- _Instructions to follow_:
Below is a listing. Set down exactly the lines from the one containing "use std::fs::File;" through the one containing "if actual != expected.to_ascii_lowercase()", both ends included, and leave out the rest.

- _Given information_:
◇ ◇ ◇

//! File integrity verification against known SHA-256 digests.

use sha2::{Digest, Sha256};
use std::fs::File;
use std::io::{BufReader, Read};
use std::path::Path;

use crate::error::{Error, Result};

/// Streamed SHA-256 of a file. Returns the lowercase hex digest and the
/// file length in bytes.
pub fn sha256_file(path: &Path) -> Result<(String, u64)> {
    let f = File::open(path)?;
    let mut r = BufReader::new(f);
    let mut hasher = Sha256::new();
    let mut buf = [0u8; 1024 * 1024];
    let mut size = 0u64;
    loop {
        let n = r.read(&mut buf)?;
        if n == 0 {
            break;
        }
        hasher.update(&buf[..n]);
        size += n as u64;
    }
    Ok((format!("{:x}", hasher.finalize()), size))
}

/// Compare the file's digest to `expected` (lowercase hex).
///
/// Never mutates the file; deterministic and idempotent. A mismatch is
/// [`Error::InvalidChecksum`] carrying both digests.
pub fn verify(path: &Path, expected: &str) -> Result<()> {
    log::info!("checking {} checksum...", path.display());
    let (actual, _) = sha256_file(path)?;
    if actual != expected.to_ascii_lowercase() {
        return Err(Error::InvalidChecksum {
            path: path.to_path_buf(),
            expected: expected.to_string(),
            actual,
        });
    }
    Ok(())
}

#[cfg(test)]
mod tests {
    use super::*;
    use std::fs;
    use tempfile::TempDir;

    // sha256("hello")
    const HELLO_SHA256: &str = "2cf24dba5fb0a30e26e83b2ac5b9e29e1b161e5c1fa7425e73043362938b9824";

    #[test]
    fn sha256_file_matches_known_digest() {
        let tmp = TempDir::new().unwrap();
        let path = tmp.path().join("hello.txt");
        fs::write(&path, b"hello").unwrap();

        let (digest, size) = sha256_file(&path).unwrap();
        assert_eq!(digest, HELLO_SHA256);
        assert_eq!(size, 5);
    }

    #[test]
    fn verify_accepts_matching_digest() {
        let tmp = TempDir::new().unwrap();
        let path = tmp.path().join("hello.txt");
        fs::write(&path, b"hello").unwrap();

        verify(&path, HELLO_SHA256).unwrap();
        // idempotent, file untouched
        verify(&path, HELLO_SHA256).unwrap();
        assert_eq!(fs::read(&path).unwrap(), b"hello");
    }

    #[test]
    fn verify_rejects_mismatch() {
        let tmp = TempDir::new().unwrap();
        let path = tmp.path().join("hello.txt");
        fs::write(&path, b"tampered").unwrap();

        let err = verify(&path, HELLO_SHA256).unwrap_err();
        match err {
            Error::InvalidChecksum {
                path: p,
                expected,
                actual,
            } => {
                assert_eq!(p, path);
                assert_eq!(expected, HELLO_SHA256);
                assert_ne!(actual, expected);
            }
            other => panic!("expected InvalidChecksum, got {other:?}"),
        }
    }
}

◇ ◇ ◇

- _Exercise answer_:
use std::fs::File;
use std::io::{BufReader, Read};
use std::path::Path;

use crate::error::{Error, Result};

/// Streamed SHA-256 of a file. Returns the lowercase hex digest and the
/// file length in bytes.
pub fn sha256_file(path: &Path) -> Result<(String, u64)> {
    let f = File::open(path)?;
    let mut r = BufReader::new(f);
    let mut hasher = Sha256::new();
    let mut buf = [0u8; 1024 * 1024];
    let mut size = 0u64;
    loop {
        let n = r.read(&mut buf)?;
        if n == 0 {
            break;
        }
        hasher.update(&buf[..n]);
        size += n as u64;
    }
    Ok((format!("{:x}", hasher.finalize()), size))
}

/// Compare the file's digest to `expected` (lowercase hex).
///
/// Never mutates the file; deterministic and idempotent. A mismatch is
/// [`Error::InvalidChecksum`] carrying both digests.
pub fn verify(path: &Path, expected: &str) -> Result<()> {
    log::info!("checking {} checksum...", path.display());
    let (actual, _) = sha256_file(path)?;
    if actual != expected.to_ascii_lowercase() {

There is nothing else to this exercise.